> [Task statement]
Repeat every record below exactly as written.

Task inputs Start Marker

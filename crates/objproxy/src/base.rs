// SPDX-FileCopyrightText: 2025 Caspar Water Company
//
// SPDX-License-Identifier: Apache-2.0

//! Lazily fetched copy of the tracked generation's content

use crate::bucket::Bucket;
use crate::error::{Error, Result};
use crate::generation::ObjectRecord;
use bytes::Bytes;
use diagnostics::*;

/// Full remote content for one generation, fetched at most once.
#[derive(Debug, Clone, Default)]
pub struct BaseCache {
    content: Option<Bytes>,
}

impl BaseCache {
    #[must_use]
    pub fn new() -> Self {
        Self::default()
    }

    #[must_use]
    pub fn is_loaded(&self) -> bool {
        self.content.is_some()
    }

    /// Forget the cached content so the next use refetches it.
    pub fn invalidate(&mut self) {
        self.content = None;
    }

    /// Install content known to match the tracked generation.
    pub fn set(&mut self, content: Bytes) {
        self.content = Some(content);
    }

    /// Return the content of `record`'s generation, fetching it if needed.
    ///
    /// With no record the object does not exist remotely and the content is
    /// empty. A failed fetch leaves the cache unloaded.
    pub async fn ensure_loaded(
        &mut self,
        bucket: &dyn Bucket,
        record: Option<&ObjectRecord>,
    ) -> Result<Bytes> {
        if let Some(content) = &self.content {
            return Ok(content.clone());
        }
        let Some(record) = record else {
            return Ok(Bytes::new());
        };

        let name = record.name.as_str();
        let generation = record.generation.value();
        debug!("Fetching {name} generation {generation}", name: name, generation: generation);

        let content = bucket.fetch_content(name, record.generation).await?;
        let actual = content.len() as u64;
        if actual != record.size {
            return Err(Error::SizeMismatch {
                name: record.name.clone(),
                generation: record.generation,
                expected: record.size,
                actual,
            });
        }

        debug!(
            "Cached {actual} bytes of {name} generation {generation}",
            actual: actual,
            name: name,
            generation: generation
        );
        self.content = Some(content.clone());
        Ok(content)
    }
}

#[cfg(test)]
mod tests {
    use super::*;
    use crate::memory::MemoryBucket;

    #[tokio::test]
    async fn test_fetches_once() {
        let bucket = MemoryBucket::new("test");
        let record = bucket
            .create_generation("obj", Bytes::from_static(b"abc"))
            .await
            .unwrap();

        let mut cache = BaseCache::new();
        assert!(!cache.is_loaded());
        assert_eq!(cache.ensure_loaded(&bucket, Some(&record)).await.unwrap(), "abc");
        assert_eq!(cache.ensure_loaded(&bucket, Some(&record)).await.unwrap(), "abc");
        assert_eq!(bucket.fetch_count(), 1);

        cache.invalidate();
        _ = cache.ensure_loaded(&bucket, Some(&record)).await.unwrap();
        assert_eq!(bucket.fetch_count(), 2);
    }

    #[tokio::test]
    async fn test_no_record_is_empty_without_fetch() {
        let bucket = MemoryBucket::new("test");
        let mut cache = BaseCache::new();
        assert!(cache.ensure_loaded(&bucket, None).await.unwrap().is_empty());
        assert_eq!(bucket.fetch_count(), 0);
    }

    #[tokio::test]
    async fn test_failed_fetch_stays_unloaded() {
        let bucket = MemoryBucket::new("test");
        let record = bucket
            .create_generation("obj", Bytes::from_static(b"abc"))
            .await
            .unwrap();
        bucket.fail_next_fetch();

        let mut cache = BaseCache::new();
        assert!(cache.ensure_loaded(&bucket, Some(&record)).await.is_err());
        assert!(!cache.is_loaded());
        assert_eq!(cache.ensure_loaded(&bucket, Some(&record)).await.unwrap(), "abc");
    }

    #[tokio::test]
    async fn test_size_mismatch_rejected() {
        let bucket = MemoryBucket::new("test");
        let mut record = bucket
            .create_generation("obj", Bytes::from_static(b"abc"))
            .await
            .unwrap();
        record.size = 10;

        let mut cache = BaseCache::new();
        let err = cache.ensure_loaded(&bucket, Some(&record)).await.unwrap_err();
        assert!(matches!(
            err,
            Error::SizeMismatch {
                expected: 10,
                actual: 3,
                ..
            }
        ));
        assert!(!cache.is_loaded());
    }
}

Task inputs End Marker

> [Solution to the exercise]
filename crates/objproxy/src/base.rs
// SPDX-FileCopyrightText: 2025 Caspar Water Company
//
// SPDX-License-Identifier: Apache-2.0

//! Lazily fetched copy of the tracked generation's content

use crate::bucket::Bucket;
use crate::error::{Error, Result};
use crate::generation::ObjectRecord;
use bytes::Bytes;
use diagnostics::*;

/// Full remote content for one generation, fetched at most once.
#[derive(Debug, Clone, Default)]
pub struct BaseCache {
    content: Option<Bytes>,
}

impl BaseCache {
    #[must_use]
    pub fn new() -> Self {
        Self::default()
    }

    #[must_use]
    pub fn is_loaded(&self) -> bool {
        self.content.is_some()
    }

    /// Forget the cached content so the next use refetches it.
    pub fn invalidate(&mut self) {
        self.content = None;
    }

    /// Install content known to match the tracked generation.
    pub fn set(&mut self, content: Bytes) {
        self.content = Some(content);
    }

    /// Return the content of `record`'s generation, fetching it if needed.
    ///
    /// With no record the object does not exist remotely and the content is
    /// empty. A failed fetch leaves the cache unloaded.
    pub async fn ensure_loaded(
        &mut self,
        bucket: &dyn Bucket,
        record: Option<&ObjectRecord>,
    ) -> Result<Bytes> {
        if let Some(content) = &self.content {
            return Ok(content.clone());
        }
        let Some(record) = record else {
            return Ok(Bytes::new());
        };

        let name = record.name.as_str();
        let generation = record.generation.value();
        debug!("Fetching {name} generation {generation}", name: name, generation: generation);

        let content = bucket.fetch_content(name, record.generation).await?;
        let actual = content.len() as u64;
        if actual != record.size {
            return Err(Error::SizeMismatch {
                name: record.name.clone(),
                generation: record.generation,
                expected: record.size,
                actual,
            });
        }

        debug!(
            "Cached {actual} bytes of {name} generation {generation}",
            actual: actual,
            name: name,
            generation: generation
        );
        self.content = Some(content.clone());
        Ok(content)
    }
}

#[cfg(test)]
mod tests {
    use super::*;
    use crate::memory::MemoryBucket;

    #[tokio::test]
    async fn test_fetches_once() {
        let bucket = MemoryBucket::new("test");
        let record = bucket
            .create_generation("obj", Bytes::from_static(b"abc"))
            .await
            .unwrap();

        let mut cache = BaseCache::new();
        assert!(!cache.is_loaded());
        assert_eq!(cache.ensure_loaded(&bucket, Some(&record)).await.unwrap(), "abc");
        assert_eq!(cache.ensure_loaded(&bucket, Some(&record)).await.unwrap(), "abc");
        assert_eq!(bucket.fetch_count(), 1);

        cache.invalidate();
        _ = cache.ensure_loaded(&bucket, Some(&record)).await.unwrap();
        assert_eq!(bucket.fetch_count(), 2);
    }

    #[tokio::test]
    async fn test_no_record_is_empty_without_fetch() {
        let bucket = MemoryBucket::new("test");
        let mut cache = BaseCache::new();
        assert!(cache.ensure_loaded(&bucket, None).await.unwrap().is_empty());
        assert_eq!(bucket.fetch_count(), 0);
    }

    #[tokio::test]
    async fn test_failed_fetch_stays_unloaded() {
        let bucket = MemoryBucket::new("test");
        let record = bucket
            .create_generation("obj", Bytes::from_static(b"abc"))
            .await
            .unwrap();
        bucket.fail_next_fetch();

        let mut cache = BaseCache::new();
        assert!(cache.ensure_loaded(&bucket, Some(&record)).await.is_err());
        assert!(!cache.is_loaded());
        assert_eq!(cache.ensure_loaded(&bucket, Some(&record)).await.unwrap(), "abc");
    }

    #[tokio::test]
    async fn test_size_mismatch_rejected() {
        let bucket = MemoryBucket::new("test");
        let mut record = bucket
            .create_generation("obj", Bytes::from_static(b"abc"))
            .await
            .unwrap();
        record.size = 10;

        let mut cache = BaseCache::new();
        let err = cache.ensure_loaded(&bucket, Some(&record)).await.unwrap_err();
        assert!(matches!(
            err,
            Error::SizeMismatch {
                expected: 10,
                actual: 3,
                ..
            }
        ));
        assert!(!cache.is_loaded());
    }
}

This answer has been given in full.